PROBLEM >>
Reproduce the records below exactly, but only between the lines holding "-> Result<BackupArchive, BackupError>" and "pub fn gateway_id(settings: &Settings)", inclusive.

EXTRACTED DATA >>
◇ ◇ ◇ ◇ ◇
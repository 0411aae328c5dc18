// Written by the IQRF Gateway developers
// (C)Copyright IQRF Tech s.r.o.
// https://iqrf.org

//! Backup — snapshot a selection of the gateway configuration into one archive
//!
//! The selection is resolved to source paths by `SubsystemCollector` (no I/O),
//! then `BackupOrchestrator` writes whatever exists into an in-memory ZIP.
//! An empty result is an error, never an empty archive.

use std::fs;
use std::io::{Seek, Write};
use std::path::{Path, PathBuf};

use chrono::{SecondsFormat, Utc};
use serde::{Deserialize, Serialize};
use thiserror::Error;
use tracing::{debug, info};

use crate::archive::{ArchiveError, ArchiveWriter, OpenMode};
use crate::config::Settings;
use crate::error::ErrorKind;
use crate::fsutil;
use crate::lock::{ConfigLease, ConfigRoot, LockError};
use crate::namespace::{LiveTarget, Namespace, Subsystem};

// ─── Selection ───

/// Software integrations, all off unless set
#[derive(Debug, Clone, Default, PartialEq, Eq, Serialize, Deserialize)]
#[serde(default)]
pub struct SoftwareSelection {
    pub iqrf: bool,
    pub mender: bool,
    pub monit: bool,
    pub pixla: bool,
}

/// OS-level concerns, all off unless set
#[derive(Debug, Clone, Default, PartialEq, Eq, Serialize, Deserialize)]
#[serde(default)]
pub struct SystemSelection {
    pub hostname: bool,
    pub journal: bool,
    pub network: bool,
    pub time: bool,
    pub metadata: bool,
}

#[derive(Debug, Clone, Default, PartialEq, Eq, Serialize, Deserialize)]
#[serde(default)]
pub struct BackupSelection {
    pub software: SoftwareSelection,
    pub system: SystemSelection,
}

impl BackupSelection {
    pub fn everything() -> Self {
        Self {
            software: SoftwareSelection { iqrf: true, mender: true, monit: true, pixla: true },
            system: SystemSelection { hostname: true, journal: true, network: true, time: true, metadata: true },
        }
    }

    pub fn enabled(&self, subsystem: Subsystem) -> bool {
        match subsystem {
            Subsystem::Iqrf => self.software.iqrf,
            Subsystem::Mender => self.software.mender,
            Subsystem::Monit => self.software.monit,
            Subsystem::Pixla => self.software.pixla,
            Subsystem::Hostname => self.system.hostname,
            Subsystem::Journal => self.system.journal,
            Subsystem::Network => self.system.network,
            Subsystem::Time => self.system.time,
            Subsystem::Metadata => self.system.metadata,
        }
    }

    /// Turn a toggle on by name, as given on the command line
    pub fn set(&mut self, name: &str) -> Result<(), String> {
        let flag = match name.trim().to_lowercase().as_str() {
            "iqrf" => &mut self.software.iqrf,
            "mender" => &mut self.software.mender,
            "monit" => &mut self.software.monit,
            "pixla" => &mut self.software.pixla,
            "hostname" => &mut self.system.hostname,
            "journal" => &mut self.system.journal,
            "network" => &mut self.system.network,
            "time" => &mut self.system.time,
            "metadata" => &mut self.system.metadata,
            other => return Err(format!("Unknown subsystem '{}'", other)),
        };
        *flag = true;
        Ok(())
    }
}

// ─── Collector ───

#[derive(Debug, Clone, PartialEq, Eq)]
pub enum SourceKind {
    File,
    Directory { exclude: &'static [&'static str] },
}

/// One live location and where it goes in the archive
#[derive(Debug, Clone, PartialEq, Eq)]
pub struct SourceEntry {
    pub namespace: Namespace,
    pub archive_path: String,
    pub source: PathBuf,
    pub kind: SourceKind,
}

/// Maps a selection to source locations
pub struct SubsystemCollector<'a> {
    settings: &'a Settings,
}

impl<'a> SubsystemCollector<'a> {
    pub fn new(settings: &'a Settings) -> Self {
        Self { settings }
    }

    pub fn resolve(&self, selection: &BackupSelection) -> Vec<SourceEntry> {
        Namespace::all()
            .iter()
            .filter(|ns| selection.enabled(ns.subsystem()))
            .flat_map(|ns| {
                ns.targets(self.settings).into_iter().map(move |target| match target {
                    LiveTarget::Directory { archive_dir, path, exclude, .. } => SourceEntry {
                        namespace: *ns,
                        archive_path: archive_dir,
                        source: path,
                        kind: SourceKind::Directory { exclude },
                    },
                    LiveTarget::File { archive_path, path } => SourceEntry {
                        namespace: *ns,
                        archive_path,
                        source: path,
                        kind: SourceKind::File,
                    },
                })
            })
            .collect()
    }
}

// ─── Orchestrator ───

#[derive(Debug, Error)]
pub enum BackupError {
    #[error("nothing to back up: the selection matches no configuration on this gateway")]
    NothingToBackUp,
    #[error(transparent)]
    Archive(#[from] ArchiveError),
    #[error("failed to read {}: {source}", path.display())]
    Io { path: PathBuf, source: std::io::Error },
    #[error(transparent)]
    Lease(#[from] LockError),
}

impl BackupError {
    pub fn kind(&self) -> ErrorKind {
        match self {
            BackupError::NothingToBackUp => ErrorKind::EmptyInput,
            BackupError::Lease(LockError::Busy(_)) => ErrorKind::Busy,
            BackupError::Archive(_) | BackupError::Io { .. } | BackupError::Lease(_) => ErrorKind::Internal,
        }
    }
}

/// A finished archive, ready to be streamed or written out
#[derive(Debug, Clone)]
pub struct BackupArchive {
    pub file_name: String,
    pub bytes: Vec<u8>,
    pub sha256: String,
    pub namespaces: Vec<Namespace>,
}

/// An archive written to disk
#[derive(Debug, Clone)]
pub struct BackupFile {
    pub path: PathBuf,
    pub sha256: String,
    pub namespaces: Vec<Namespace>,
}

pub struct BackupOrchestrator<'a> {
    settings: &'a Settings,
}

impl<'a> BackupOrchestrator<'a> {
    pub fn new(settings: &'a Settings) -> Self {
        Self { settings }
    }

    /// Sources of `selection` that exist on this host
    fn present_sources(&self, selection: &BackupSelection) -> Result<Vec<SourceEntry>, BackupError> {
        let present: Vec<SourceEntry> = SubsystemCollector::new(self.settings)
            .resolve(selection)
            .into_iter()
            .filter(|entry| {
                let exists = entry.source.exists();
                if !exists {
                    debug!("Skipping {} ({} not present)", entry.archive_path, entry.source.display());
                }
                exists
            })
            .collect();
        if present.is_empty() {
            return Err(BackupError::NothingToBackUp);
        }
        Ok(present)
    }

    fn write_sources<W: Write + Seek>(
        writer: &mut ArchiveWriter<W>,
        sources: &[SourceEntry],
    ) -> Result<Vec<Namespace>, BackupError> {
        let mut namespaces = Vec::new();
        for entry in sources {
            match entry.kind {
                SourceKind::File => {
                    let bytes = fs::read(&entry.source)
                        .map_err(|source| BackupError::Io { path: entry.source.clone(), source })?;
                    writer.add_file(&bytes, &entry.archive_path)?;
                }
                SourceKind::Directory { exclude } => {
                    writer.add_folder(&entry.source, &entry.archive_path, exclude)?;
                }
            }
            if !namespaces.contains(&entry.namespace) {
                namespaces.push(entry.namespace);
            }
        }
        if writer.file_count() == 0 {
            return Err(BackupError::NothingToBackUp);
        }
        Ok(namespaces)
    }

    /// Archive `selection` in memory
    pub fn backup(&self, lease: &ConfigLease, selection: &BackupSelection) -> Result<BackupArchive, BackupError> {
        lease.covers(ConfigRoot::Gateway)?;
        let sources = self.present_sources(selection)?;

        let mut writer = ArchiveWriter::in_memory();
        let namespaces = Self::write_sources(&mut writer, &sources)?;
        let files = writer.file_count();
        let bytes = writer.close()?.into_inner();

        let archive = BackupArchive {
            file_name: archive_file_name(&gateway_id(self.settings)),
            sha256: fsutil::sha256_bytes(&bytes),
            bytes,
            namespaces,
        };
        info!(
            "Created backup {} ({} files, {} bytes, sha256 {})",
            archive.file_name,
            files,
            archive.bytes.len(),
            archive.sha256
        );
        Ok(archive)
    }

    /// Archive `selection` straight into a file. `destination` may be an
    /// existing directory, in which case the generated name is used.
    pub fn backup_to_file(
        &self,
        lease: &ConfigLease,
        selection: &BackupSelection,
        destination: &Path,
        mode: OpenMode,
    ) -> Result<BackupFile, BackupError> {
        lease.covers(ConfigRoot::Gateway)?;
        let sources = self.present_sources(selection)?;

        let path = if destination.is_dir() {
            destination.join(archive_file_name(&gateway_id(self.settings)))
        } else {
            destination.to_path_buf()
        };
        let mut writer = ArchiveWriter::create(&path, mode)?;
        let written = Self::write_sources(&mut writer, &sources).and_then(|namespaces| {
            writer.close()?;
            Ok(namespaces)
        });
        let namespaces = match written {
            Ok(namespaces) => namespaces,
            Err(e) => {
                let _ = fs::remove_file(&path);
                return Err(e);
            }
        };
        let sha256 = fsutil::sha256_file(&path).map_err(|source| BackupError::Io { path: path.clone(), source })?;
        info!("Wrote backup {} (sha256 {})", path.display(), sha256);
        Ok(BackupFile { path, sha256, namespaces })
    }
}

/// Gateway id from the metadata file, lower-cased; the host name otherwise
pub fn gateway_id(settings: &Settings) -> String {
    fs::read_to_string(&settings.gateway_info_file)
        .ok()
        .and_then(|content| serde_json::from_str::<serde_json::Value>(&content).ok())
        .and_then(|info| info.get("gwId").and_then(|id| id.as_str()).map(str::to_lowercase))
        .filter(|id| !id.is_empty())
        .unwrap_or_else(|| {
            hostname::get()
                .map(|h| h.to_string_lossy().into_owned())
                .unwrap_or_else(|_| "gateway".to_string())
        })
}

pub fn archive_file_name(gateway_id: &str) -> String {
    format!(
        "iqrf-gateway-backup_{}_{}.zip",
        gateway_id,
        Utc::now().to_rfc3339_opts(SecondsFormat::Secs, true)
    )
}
◇ ◇ ◇ ◇ ◇
RESPONSE TO THE TASK >>
    pub fn backup(&self, lease: &ConfigLease, selection: &BackupSelection) -> Result<BackupArchive, BackupError> {
        lease.covers(ConfigRoot::Gateway)?;
        let sources = self.present_sources(selection)?;

        let mut writer = ArchiveWriter::in_memory();
        let namespaces = Self::write_sources(&mut writer, &sources)?;
        let files = writer.file_count();
        let bytes = writer.close()?.into_inner();

        let archive = BackupArchive {
            file_name: archive_file_name(&gateway_id(self.settings)),
            sha256: fsutil::sha256_bytes(&bytes),
            bytes,
            namespaces,
        };
        info!(
            "Created backup {} ({} files, {} bytes, sha256 {})",
            archive.file_name,
            files,
            archive.bytes.len(),
            archive.sha256
        );
        Ok(archive)
    }

    /// Archive `selection` straight into a file. `destination` may be an
    /// existing directory, in which case the generated name is used.
    pub fn backup_to_file(
        &self,
        lease: &ConfigLease,
        selection: &BackupSelection,
        destination: &Path,
        mode: OpenMode,
    ) -> Result<BackupFile, BackupError> {
        lease.covers(ConfigRoot::Gateway)?;
        let sources = self.present_sources(selection)?;

        let path = if destination.is_dir() {
            destination.join(archive_file_name(&gateway_id(self.settings)))
        } else {
            destination.to_path_buf()
        };
        let mut writer = ArchiveWriter::create(&path, mode)?;
        let written = Self::write_sources(&mut writer, &sources).and_then(|namespaces| {
            writer.close()?;
            Ok(namespaces)
        });
        let namespaces = match written {
            Ok(namespaces) => namespaces,
            Err(e) => {
                let _ = fs::remove_file(&path);
                return Err(e);
            }
        };
        let sha256 = fsutil::sha256_file(&path).map_err(|source| BackupError::Io { path: path.clone(), source })?;
        info!("Wrote backup {} (sha256 {})", path.display(), sha256);
        Ok(BackupFile { path, sha256, namespaces })
    }
}

/// Gateway id from the metadata file, lower-cased; the host name otherwise
pub fn gateway_id(settings: &Settings) -> String {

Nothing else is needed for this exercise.